The number of teenagers having sex is lower than any time in the last 25 years, at the same time that the use of condoms has risen and teen pregnancy rates have fallen.
According to a new study by the Centers for Disease Control, less than half of teens between 15 and 19 say they’ve had sex, and teen births have declined by 57 percent over the last 30 years.
The figures are being hailed as good news by health providers who say they are a positive step toward better health outcomes for adolescents.
Dr.
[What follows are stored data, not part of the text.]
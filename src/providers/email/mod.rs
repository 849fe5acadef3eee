//! Mailbox provider implementations.

mod gmail;
mod traits;

pub use gmail::{GmailGateway, OauthConfig};
pub use traits::{
    ChangeBatch, GatewayError, MailboxGateway, MailboxProfile, MessageContent, Result,
};

#[cfg(test)]
pub use traits::MockMailboxGateway;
Frank Biro, director of research at the Adolescent and Transition Medicine Center at Cincinnati Children's Hospital, talked with Here & Now's Jeremy Hobson about what the statistics mean and why the numbers are dropping.
"I think that there's a number of different reasons, part and parcel is there's been the development of much more effective programs," Biro said. "We've been developing programs, we've been evaluating their effectiveness, and although they don't have a huge amount of impact on an individual, I think that the impact on society as a whole is much greater, since it's only a little bit for one but it's a lot for a lot of people."
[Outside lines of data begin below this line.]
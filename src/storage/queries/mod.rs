//! Database query modules for CRUD operations.
//!
//! Each module provides async functions that operate on the database.

pub mod accounts;
pub mod categories;
pub mod jobs;
pub mod messages;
While many have laughed off the idea that the low numbers are the product of teenagers being immersed in their smartphones, Biro said there's some truth to that idea.
"I think that is probably part of the answer as well. The adolescents of today are so much more tech savvy," he said. "They know how to access credible information, and they've been doing so. So they've been going to websites that tell them about issues around sexual involvement, about choosing when to become sexually involved, about the rates of infection and effective methods to decrease the rates of pregnancy, as well as avoid these infections."
- Frank Biro, director of research at the Adolescent and Transition Medicine Center at Cincinnati Children's Hospital.
This segment aired on July 23, 2015.